Save the Bees: Sunflower Pollen Could Boost Insects' Health

Over the past decade, scientists have been grappling with the worrying decline of bee populations. Sunflower plants could provide a solution, according to a study.

The pollen in the bright yellow flowering plants is thought to prevent bumble bees from being infected by a pathogen known as crithidia bombi, and protect the European honeybee from nosema ceranae, both of which are believed to play a role in tumbling bee numbers.

The study was published in the Nature-affiliated journal Scientific Reports as experts try to save bees and their crucial role in pollination, in turn protecting plant biodiversity and food crops around the world.

What a bee eats can aid its immune system, and bees largely get their fats and protein from pollen, with each flower providing different amounts. Sunflowers could therefore be a relatively easy and natural way to boost bees' health, the authors believe.

Sunflowers could boost the health of bees, according to researchers. Getty Images

Related: Bee deaths: Scientists warn common weed killer glyphosate is killing honeybees

However, sunflowers don't appear to be a panacea for all of a bee's ills. Honeybees given sunflower pollen were as likely to die as those who didn't take it, and were four times more likely to die than honeybees given buckwheat pollen. Bumble bees didn't experience this, however.

Still, the potential health-boosting properties of sunflower pollen are exciting considering 2 million acres worth are grown in the U.S. year, and as many as 10 million in Europe, said study author Jonathan Giacomini, a Ph.D. student in applied ecology at North Carolina State University.

Researchers at North Carolina State University and the University of Massachusetts Amherst studied bumble bees from farms containing sunflowers, and noticed the insects had lower levels of crithidia infections compared with those who didn't. The team also conducted lab studies on the presence of pathogens in bumble and honeybees to arrive at their conclusion.

Rebecca Irwin, professor of applied ecology at North Carolina State University and co-author of the study, commented: "We've tried other monofloral pollens, or pollens coming from one flower, but we seem to have hit the jackpot with sunflower pollen. None of the others we've studied have had this consistent positive effect on bumble bee health."

Scientists are racing to understand why honeybee populations are depleting. Getty Images

While sunflowers don't provide all the nutrients a bee needs (they don't contain much protein, and lack some amino acids) the plants could be an important addition to a bee's varied diet, said Irwin. Next, the team wants to dose different species of bees with sunflower pollen to compare its effects.

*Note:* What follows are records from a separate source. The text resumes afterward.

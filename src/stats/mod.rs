//! Aggregation engine for story reports.
//!
//! Pure functions over already-fetched story lists; no network, no
//! persistence. Grouping preserves first-seen order, which the rendered
//! reports rely on, so the accumulators are an explicit insertion-ordered
//! map rather than a hash map.

use crate::api::UserStory;

/// Pseudo-group for stories with no sprint assignment.
pub const BACKLOG: &str = "Backlog";

/// Pseudo-user for stories with no assignee.
pub const UNASSIGNED: &str = "Unassigned";

/// Key/value association that preserves insertion order.
///
/// Lookups are linear scans; the maps here hold a handful of sprints or
/// users, never more.
#[derive(Debug, Clone, Default, PartialEq)]
pub struct OrderedMap<V> {
    entries: Vec<(String, V)>,
}

impl<V> OrderedMap<V> {
    /// Create an empty map.
    pub fn new() -> Self {
        Self {
            entries: Vec::new(),
        }
    }

    /// Number of keys.
    pub fn len(&self) -> usize {
        self.entries.len()
    }

    /// Whether the map has no keys.
    pub fn is_empty(&self) -> bool {
        self.entries.is_empty()
    }

    /// Look up a value by key.
    pub fn get(&self, key: &str) -> Option<&V> {
        self.entries
            .iter()
            .find(|(k, _)| k == key)
            .map(|(_, v)| v)
    }

    /// Fetch the value for `key`, inserting `default()` at the end on a miss.
    pub fn get_or_insert_with(&mut self, key: &str, default: impl FnOnce() -> V) -> &mut V {
        let idx = match self.entries.iter().position(|(k, _)| k == key) {
            Some(idx) => idx,
            None => {
                self.entries.push((key.to_string(), default()));
                self.entries.len() - 1
            }
        };
        &mut self.entries[idx].1
    }

    /// Iterate entries in insertion order.
    pub fn iter(&self) -> impl Iterator<Item = (&str, &V)> {
        self.entries.iter().map(|(k, v)| (k.as_str(), v))
    }

    /// Iterate keys in insertion order.
    pub fn keys(&self) -> impl Iterator<Item = &str> {
        self.entries.iter().map(|(k, _)| k.as_str())
    }
}

/// Per-assignee accumulator within a sprint report.
#[derive(Debug, Clone, PartialEq)]
pub struct UserStat {
    /// Display name of the assignee.
    pub full_name: String,
    /// Number of stories.
    pub stories: usize,
    /// Sum of story points.
    pub points: f64,
    /// Stories still open.
    pub open: usize,
    /// Stories closed.
    pub closed: usize,
}

impl UserStat {
    fn new(full_name: &str) -> Self {
        Self {
            full_name: full_name.to_string(),
            stories: 0,
            points: 0.0,
            open: 0,
            closed: 0,
        }
    }

    /// Closed ratio as a percentage, zero for an empty accumulator.
    pub fn progress_pct(&self) -> f64 {
        progress_pct(self.closed, self.stories)
    }
}

/// Sprint-level report: overall counters plus the per-assignee breakdown.
#[derive(Debug, Clone, PartialEq)]
pub struct SprintUserStats {
    /// All stories in the sprint.
    pub total: usize,
    /// Stories still open.
    pub open: usize,
    /// Stories closed.
    pub closed: usize,
    /// Closed ratio as a percentage.
    pub progress_pct: f64,
    /// Per-assignee accumulators, keyed by username in first-seen order.
    pub per_user: OrderedMap<UserStat>,
}

/// Summary of one sprint group in the project-wide statistics report.
#[derive(Debug, Clone, PartialEq)]
pub struct GroupSummary {
    /// Points across the whole group.
    pub total_points: f64,
    /// Points on stories that are still open.
    pub open_points: f64,
    /// Stories still open.
    pub open: usize,
    /// Stories closed.
    pub closed: usize,
    /// Closed ratio as a percentage.
    pub progress_pct: f64,
}

/// Closed-over-total as a percentage, `0` for an empty input.
pub fn progress_pct(closed: usize, total: usize) -> f64 {
    if total == 0 {
        0.0
    } else {
        closed as f64 / total as f64 * 100.0
    }
}

/// Aggregate a sprint's stories into per-user statistics.
///
/// The sprint-level counters always cover the full input. The per-user
/// map covers every assignee when `all_users` is set, otherwise only
/// `user`; the rest of the fetched stories are excluded from the map,
/// not from the counters. Unassigned stories group under
/// [`UNASSIGNED`].
pub fn aggregate_sprint_user_stats(
    stories: &[UserStory],
    user: &str,
    all_users: bool,
) -> SprintUserStats {
    let total = stories.len();
    let closed = stories.iter().filter(|s| s.is_closed).count();
    let open = total - closed;

    let mut per_user = OrderedMap::new();
    for story in stories {
        let (username, full_name) = match &story.assigned_to_extra_info {
            Some(info) => (
                info.username.as_str(),
                info.full_name_display
                    .as_deref()
                    .unwrap_or(info.username.as_str()),
            ),
            None => (UNASSIGNED, UNASSIGNED),
        };
        if !all_users && username != user {
            continue;
        }

        let stat = per_user.get_or_insert_with(username, || UserStat::new(full_name));
        stat.stories += 1;
        stat.points += story.points();
        if story.is_closed {
            stat.closed += 1;
        } else {
            stat.open += 1;
        }
    }

    SprintUserStats {
        total,
        open,
        closed,
        progress_pct: progress_pct(closed, total),
        per_user,
    }
}

/// Group stories by sprint name, in order of first occurrence.
///
/// Stories without a sprint fall into the [`BACKLOG`] group.
pub fn group_by_sprint(stories: &[UserStory]) -> OrderedMap<Vec<&UserStory>> {
    let mut groups = OrderedMap::new();
    for story in stories {
        let name = story.milestone_name.as_deref().unwrap_or(BACKLOG);
        groups.get_or_insert_with(name, Vec::new).push(story);
    }
    groups
}

/// Summarise one sprint group of the statistics report.
pub fn summarize_group(stories: &[&UserStory]) -> GroupSummary {
    let total_points = stories.iter().map(|s| s.points()).sum();
    let open_points = stories
        .iter()
        .filter(|s| !s.is_closed)
        .map(|s| s.points())
        .sum();
    let closed = stories.iter().filter(|s| s.is_closed).count();
    let open = stories.len() - closed;

    GroupSummary {
        total_points,
        open_points,
        open,
        closed,
        progress_pct: progress_pct(closed, stories.len()),
    }
}

#[cfg(test)]
mod tests {
    use super::*;
    use crate::api::AssignedInfo;

    fn story(
        subject: &str,
        closed: bool,
        points: Option<f64>,
        assignee: Option<&str>,
        sprint: Option<&str>,
    ) -> UserStory {
        UserStory {
            subject: subject.to_string(),
            is_closed: closed,
            total_points: points,
            assigned_to_extra_info: assignee.map(|u| AssignedInfo {
                username: u.to_string(),
                full_name_display: Some(format!("{u} full")),
            }),
            milestone_name: sprint.map(String::from),
        }
    }

    #[test]
    fn test_progress_pct_guards_empty_input() {
        assert_eq!(progress_pct(0, 0), 0.0);
        assert_eq!(progress_pct(1, 2), 50.0);
        assert_eq!(progress_pct(3, 3), 100.0);
    }

    #[test]
    fn test_aggregate_all_users_scenario() {
        let stories = vec![
            story("A", false, Some(3.0), Some("alice"), None),
            story("B", true, Some(5.0), None, None),
        ];

        let stats = aggregate_sprint_user_stats(&stories, "alice", true);
        assert_eq!(stats.total, 2);
        assert_eq!(stats.open, 1);
        assert_eq!(stats.closed, 1);
        assert_eq!(stats.progress_pct, 50.0);

        // Key order is first-seen, not alphabetical.
        let keys: Vec<&str> = stats.per_user.keys().collect();
        assert_eq!(keys, vec!["alice", UNASSIGNED]);

        let alice = stats.per_user.get("alice").unwrap();
        assert_eq!(alice.stories, 1);
        assert_eq!(alice.points, 3.0);
        assert_eq!(alice.open, 1);
        assert_eq!(alice.closed, 0);

        let unassigned = stats.per_user.get(UNASSIGNED).unwrap();
        assert_eq!(unassigned.stories, 1);
        assert_eq!(unassigned.points, 5.0);
        assert_eq!(unassigned.open, 0);
        assert_eq!(unassigned.closed, 1);
        assert_eq!(unassigned.full_name, UNASSIGNED);
    }

    #[test]
    fn test_aggregate_single_user_keeps_sprint_totals() {
        let stories = vec![
            story("A", false, Some(3.0), Some("alice"), None),
            story("B", true, Some(5.0), Some("bob"), None),
            story("C", true, None, None, None),
        ];

        let stats = aggregate_sprint_user_stats(&stories, "alice", false);

        // Counters span the whole sprint; the map holds only alice.
        assert_eq!(stats.total, 3);
        assert_eq!(stats.closed, 2);
        assert!((stats.progress_pct - 66.66666666666667).abs() < 1e-9);
        let keys: Vec<&str> = stats.per_user.keys().collect();
        assert_eq!(keys, vec!["alice"]);
    }

    #[test]
    fn test_aggregate_missing_points_count_as_zero() {
        let stories = vec![story("A", false, None, Some("alice"), None)];
        let stats = aggregate_sprint_user_stats(&stories, "alice", true);
        assert_eq!(stats.per_user.get("alice").unwrap().points, 0.0);
    }

    #[test]
    fn test_aggregate_empty_input() {
        let stats = aggregate_sprint_user_stats(&[], "alice", true);
        assert_eq!(stats.total, 0);
        assert_eq!(stats.progress_pct, 0.0);
        assert!(stats.per_user.is_empty());
    }

    #[test]
    fn test_group_order_is_first_occurrence() {
        let stories = vec![
            story("A", false, None, None, Some("X")),
            story("B", false, None, None, Some("Y")),
            story("C", false, None, None, Some("X")),
        ];

        let groups = group_by_sprint(&stories);
        let keys: Vec<&str> = groups.keys().collect();
        assert_eq!(keys, vec!["X", "Y"]);
        assert_eq!(groups.get("X").unwrap().len(), 2);
        assert_eq!(groups.get("Y").unwrap().len(), 1);
    }

    #[test]
    fn test_group_missing_sprint_is_backlog() {
        let stories = vec![
            story("A", false, None, None, None),
            story("B", false, None, None, Some("X")),
        ];

        let groups = group_by_sprint(&stories);
        let keys: Vec<&str> = groups.keys().collect();
        assert_eq!(keys, vec![BACKLOG, "X"]);
    }

    #[test]
    fn test_summarize_group_points_split() {
        let stories = vec![
            story("A", false, Some(3.0), None, None),
            story("B", true, Some(5.0), None, None),
            story("C", false, None, None, None),
        ];
        let refs: Vec<&UserStory> = stories.iter().collect();

        let summary = summarize_group(&refs);
        assert_eq!(summary.total_points, 8.0);
        assert_eq!(summary.open_points, 3.0);
        assert_eq!(summary.open, 2);
        assert_eq!(summary.closed, 1);
        assert!((summary.progress_pct - 33.333333333333336).abs() < 1e-9);
    }

    #[test]
    fn test_summarize_empty_group() {
        let summary = summarize_group(&[]);
        assert_eq!(summary.progress_pct, 0.0);
        assert_eq!(summary.total_points, 0.0);
    }

    #[test]
    fn test_user_stat_progress() {
        let stories = vec![
            story("A", true, None, Some("alice"), None),
            story("B", false, None, Some("alice"), None),
        ];
        let stats = aggregate_sprint_user_stats(&stories, "alice", false);
        let alice = stats.per_user.get("alice").unwrap();
        assert_eq!(alice.progress_pct(), 50.0);
    }

    #[test]
    fn test_ordered_map_insertion_semantics() {
        let mut map: OrderedMap<u32> = OrderedMap::new();
        assert!(map.is_empty());

        *map.get_or_insert_with("b", || 1) += 1;
        *map.get_or_insert_with("a", || 10) += 1;
        *map.get_or_insert_with("b", || 99) += 1;

        assert_eq!(map.len(), 2);
        assert_eq!(map.get("b"), Some(&3));
        assert_eq!(map.get("a"), Some(&11));
        let keys: Vec<&str> = map.keys().collect();
        assert_eq!(keys, vec!["b", "a"]);
    }
}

Citing the fact there are more than 20,000 bee species in the world, graduate student lead author Jonathan Giacomini told Newsweek: "Future research will be aimed at understanding how sunflowers affect pathogen dynamics of not just the individual bee species, but also the entire bee community.

"For example, some bee species are considered generalist foragers, meaning that they consume a wide array of available resources, while other bee species are specialists that stick to a select set of resources. Thus, understanding the costs and benefits of including sunflowers in a habit as it pertains to a variety of bee species with various life history strategies will elucidate better conservation strategies aimed at protecting bee communities as a whole."

Amateur gardeners can help, she continued, by being mindful of how they cultivate their green spaces.

"As we consider plants to include in our own gardens, always consider a diverse wildflower mix and our research suggests that including sunflower in that diversity may be important in reducing disease and potentially increasing bee health," she said.

The study comes a day after scientists who authored a separate study warned a common weed killer could be destroying bee populations across the world.

Researchers at the University of Texas at Austin treated honeybees with glyphosate, and found it appeared to damage the gut bacteria which populate their bodies, known as the microbiome.

Erick Motta, a graduate student who led the study published in the Proceedings of the National Academy of Sciences, told Newsweek at the time: "We rely on bees for pollination of flowering plants, which includes many crops, so maximizing their health is in our interest."

This article has been updated with comment from professor Rebecca Irwin and Jonathan Giacomini.